__Work task__
What you return must match the listing word for word.

*** Opening Input ***

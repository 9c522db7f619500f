//! Crypto capability interfaces
//!
//! The engine depends only on these traits, never on a concrete
//! algorithm. Each handle is a pre-keyed context supplied by the key
//! exchange layer; the engine owns it for one direction of one session
//! and frees it on rekey or teardown. Implementations are expected to
//! zero their key material on drop.

/// Capability bits advertised by a cipher.
#[derive(Debug, Clone, Copy, PartialEq, Eq)]
pub struct CipherFlags(pub u32);

impl CipherFlags {
    pub const NONE: u32 = 0;
    /// CBC-mode block cipher: the input machine must use the
    /// incremental MAC-first parse to avoid length-oracle attacks.
    pub const IS_CBC: u32 = 0x0000_0001;
    /// The cipher encrypts the 4-byte length field separately from the
    /// packet body (OpenSSH-style ETM length encryption).
    pub const SEPARATE_LENGTH: u32 = 0x0000_0002;

    pub fn is_cbc(&self) -> bool {
        self.0 & Self::IS_CBC != 0
    }

    pub fn separate_length(&self) -> bool {
        self.0 & Self::SEPARATE_LENGTH != 0
    }
}

/// A directional SSH-2 cipher context.
pub trait SshCipher: Send {
    /// Cipher block size in bytes, at least 1. The engine treats any
    /// value below 8 as 8 for framing purposes.
    fn block_size(&self) -> usize;

    fn flags(&self) -> CipherFlags {
        CipherFlags(CipherFlags::NONE)
    }

    /// Encrypt in place. `data.len()` is a multiple of the block size.
    fn encrypt(&mut self, data: &mut [u8]);

    /// Decrypt in place. `data.len()` is a multiple of the block size.
    fn decrypt(&mut self, data: &mut [u8]);

    /// Encrypt the 4-byte length field. Only called when the flags
    /// contain `SEPARATE_LENGTH`.
    fn encrypt_length(&mut self, len_field: &mut [u8; 4], seq: u32) {
        let _ = (len_field, seq);
    }

    /// Decrypt the 4-byte length field. Only called when the flags
    /// contain `SEPARATE_LENGTH`.
    fn decrypt_length(&mut self, len_field: &mut [u8; 4], seq: u32) {
        let _ = (len_field, seq);
    }
}

/// A directional SSH-2 MAC context.
///
/// The incremental API (`start`/`put`/`result_matches`) exists for the
/// CBC parse loop, which has to test a candidate tag after every cipher
/// block while continuing to feed data if the test fails. The one-shot
/// helpers are what the ordinary framing paths use; they feed the packet
/// sequence number first as a big-endian u32, per RFC 4253 §6.4.
pub trait SshMac: Send {
    /// Fixed tag length in bytes.
    fn tag_len(&self) -> usize;

    /// Reset the running state for a new message.
    fn start(&mut self);

    /// Feed message bytes into the running state.
    fn put(&mut self, data: &[u8]);

    /// Write the tag for everything fed so far, without disturbing the
    /// running state.
    fn result_into(&self, tag: &mut [u8]);

    /// Compare the current tag against a candidate, without disturbing
    /// the running state.
    fn result_matches(&self, tag: &[u8]) -> bool {
        let mut ours = vec![0u8; self.tag_len()];
        self.result_into(&mut ours);
        ours == tag
    }

    /// One-shot: MAC `data[..len]` under `seq` and append the tag at
    /// `data[len..len + tag_len]`.
    fn generate(&mut self, data: &mut [u8], len: usize, seq: u32) {
        self.start();
        self.put(&seq.to_be_bytes());
        self.put(&data[..len]);
        let mut tag = vec![0u8; self.tag_len()];
        self.result_into(&mut tag);
        data[len..len + tag.len()].copy_from_slice(&tag);
    }

    /// One-shot: verify the tag at `data[len..]` over `data[..len]`
    /// under `seq`.
    fn verify(&mut self, data: &[u8], len: usize, seq: u32) -> bool {
        self.start();
        self.put(&seq.to_be_bytes());
        self.put(&data[..len]);
        self.result_matches(&data[len..len + self.tag_len()])
    }
}

/// Outbound payload compressor.
pub trait Compressor: Send {
    /// Compress a payload. If `min_len` is nonzero the output may be
    /// padded (e.g. by opening and closing empty blocks) so that the
    /// final wire frame reaches at least that size.
    fn compress(&mut self, data: &[u8], min_len: usize) -> Vec<u8>;
}

/// Inbound payload decompressor.
pub trait Decompressor: Send {
    /// Expand a payload. `None` means the payload passes through
    /// unchanged.
    fn decompress(&mut self, data: &[u8]) -> Option<Vec<u8>>;
}

#[cfg(test)]
mod tests {
    use super::*;

    struct SumMac(u32);

    impl SshMac for SumMac {
        fn tag_len(&self) -> usize {
            4
        }
        fn start(&mut self) {
            self.0 = 0;
        }
        fn put(&mut self, data: &[u8]) {
            for &b in data {
                self.0 = self.0.wrapping_mul(31).wrapping_add(b as u32);
            }
        }
        fn result_into(&self, tag: &mut [u8]) {
            tag.copy_from_slice(&self.0.to_be_bytes());
        }
    }

    #[test]
    fn test_generate_then_verify() {
        let mut mac = SumMac(0);
        let mut data = b"some packet bytes\0\0\0\0".to_vec();
        let len = data.len() - 4;
        mac.generate(&mut data, len, 7);
        assert!(mac.verify(&data, len, 7));
        assert!(!mac.verify(&data, len, 8));
    }

    #[test]
    fn test_result_matches_is_non_destructive() {
        let mut mac = SumMac(0);
        mac.start();
        mac.put(b"abc");
        let mut tag = [0u8; 4];
        mac.result_into(&mut tag);
        assert!(mac.result_matches(&tag));
        // Feeding more data continues from the same state.
        mac.put(b"def");
        assert!(!mac.result_matches(&tag));
    }

    #[test]
    fn test_cipher_flags() {
        let flags = CipherFlags(CipherFlags::IS_CBC);
        assert!(flags.is_cbc());
        assert!(!flags.separate_length());
    }
}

*** Closing Input ***

__Solved exercise__
repository 9c522db7f619500f
//! Crypto capability interfaces
//!
//! The engine depends only on these traits, never on a concrete
//! algorithm. Each handle is a pre-keyed context supplied by the key
//! exchange layer; the engine owns it for one direction of one session
//! and frees it on rekey or teardown. Implementations are expected to
//! zero their key material on drop.

/// Capability bits advertised by a cipher.
#[derive(Debug, Clone, Copy, PartialEq, Eq)]
pub struct CipherFlags(pub u32);

impl CipherFlags {
    pub const NONE: u32 = 0;
    /// CBC-mode block cipher: the input machine must use the
    /// incremental MAC-first parse to avoid length-oracle attacks.
    pub const IS_CBC: u32 = 0x0000_0001;
    /// The cipher encrypts the 4-byte length field separately from the
    /// packet body (OpenSSH-style ETM length encryption).
    pub const SEPARATE_LENGTH: u32 = 0x0000_0002;

    pub fn is_cbc(&self) -> bool {
        self.0 & Self::IS_CBC != 0
    }

    pub fn separate_length(&self) -> bool {
        self.0 & Self::SEPARATE_LENGTH != 0
    }
}

/// A directional SSH-2 cipher context.
pub trait SshCipher: Send {
    /// Cipher block size in bytes, at least 1. The engine treats any
    /// value below 8 as 8 for framing purposes.
    fn block_size(&self) -> usize;

    fn flags(&self) -> CipherFlags {
        CipherFlags(CipherFlags::NONE)
    }

    /// Encrypt in place. `data.len()` is a multiple of the block size.
    fn encrypt(&mut self, data: &mut [u8]);

    /// Decrypt in place. `data.len()` is a multiple of the block size.
    fn decrypt(&mut self, data: &mut [u8]);

    /// Encrypt the 4-byte length field. Only called when the flags
    /// contain `SEPARATE_LENGTH`.
    fn encrypt_length(&mut self, len_field: &mut [u8; 4], seq: u32) {
        let _ = (len_field, seq);
    }

    /// Decrypt the 4-byte length field. Only called when the flags
    /// contain `SEPARATE_LENGTH`.
    fn decrypt_length(&mut self, len_field: &mut [u8; 4], seq: u32) {
        let _ = (len_field, seq);
    }
}

/// A directional SSH-2 MAC context.
///
/// The incremental API (`start`/`put`/`result_matches`) exists for the
/// CBC parse loop, which has to test a candidate tag after every cipher
/// block while continuing to feed data if the test fails. The one-shot
/// helpers are what the ordinary framing paths use; they feed the packet
/// sequence number first as a big-endian u32, per RFC 4253 §6.4.
pub trait SshMac: Send {
    /// Fixed tag length in bytes.
    fn tag_len(&self) -> usize;

    /// Reset the running state for a new message.
    fn start(&mut self);

    /// Feed message bytes into the running state.
    fn put(&mut self, data: &[u8]);

    /// Write the tag for everything fed so far, without disturbing the
    /// running state.
    fn result_into(&self, tag: &mut [u8]);

    /// Compare the current tag against a candidate, without disturbing
    /// the running state.
    fn result_matches(&self, tag: &[u8]) -> bool {
        let mut ours = vec![0u8; self.tag_len()];
        self.result_into(&mut ours);
        ours == tag
    }

    /// One-shot: MAC `data[..len]` under `seq` and append the tag at
    /// `data[len..len + tag_len]`.
    fn generate(&mut self, data: &mut [u8], len: usize, seq: u32) {
        self.start();
        self.put(&seq.to_be_bytes());
        self.put(&data[..len]);
        let mut tag = vec![0u8; self.tag_len()];
        self.result_into(&mut tag);
        data[len..len + tag.len()].copy_from_slice(&tag);
    }

    /// One-shot: verify the tag at `data[len..]` over `data[..len]`
    /// under `seq`.
    fn verify(&mut self, data: &[u8], len: usize, seq: u32) -> bool {
        self.start();
        self.put(&seq.to_be_bytes());
        self.put(&data[..len]);
        self.result_matches(&data[len..len + self.tag_len()])
    }
}

/// Outbound payload compressor.
pub trait Compressor: Send {
    /// Compress a payload. If `min_len` is nonzero the output may be
    /// padded (e.g. by opening and closing empty blocks) so that the
    /// final wire frame reaches at least that size.
    fn compress(&mut self, data: &[u8], min_len: usize) -> Vec<u8>;
}

/// Inbound payload decompressor.
pub trait Decompressor: Send {
    /// Expand a payload. `None` means the payload passes through
    /// unchanged.
    fn decompress(&mut self, data: &[u8]) -> Option<Vec<u8>>;
}

#[cfg(test)]
mod tests {
    use super::*;

    struct SumMac(u32);

    impl SshMac for SumMac {
        fn tag_len(&self) -> usize {
            4
        }
        fn start(&mut self) {
            self.0 = 0;
        }
        fn put(&mut self, data: &[u8]) {
            for &b in data {
                self.0 = self.0.wrapping_mul(31).wrapping_add(b as u32);
            }
        }
        fn result_into(&self, tag: &mut [u8]) {
            tag.copy_from_slice(&self.0.to_be_bytes());
        }
    }

    #[test]
    fn test_generate_then_verify() {
        let mut mac = SumMac(0);
        let mut data = b"some packet bytes\0\0\0\0".to_vec();
        let len = data.len() - 4;
        mac.generate(&mut data, len, 7);
        assert!(mac.verify(&data, len, 7));
        assert!(!mac.verify(&data, len, 8));
    }

    #[test]
    fn test_result_matches_is_non_destructive() {
        let mut mac = SumMac(0);
        mac.start();
        mac.put(b"abc");
        let mut tag = [0u8; 4];
        mac.result_into(&mut tag);
        assert!(mac.result_matches(&tag));
        // Feeding more data continues from the same state.
        mac.put(b"def");
        assert!(!mac.result_matches(&tag));
    }

    #[test]
    fn test_cipher_flags() {
        let flags = CipherFlags(CipherFlags::IS_CBC);
        assert!(flags.is_cbc());
        assert!(!flags.separate_length());
    }
}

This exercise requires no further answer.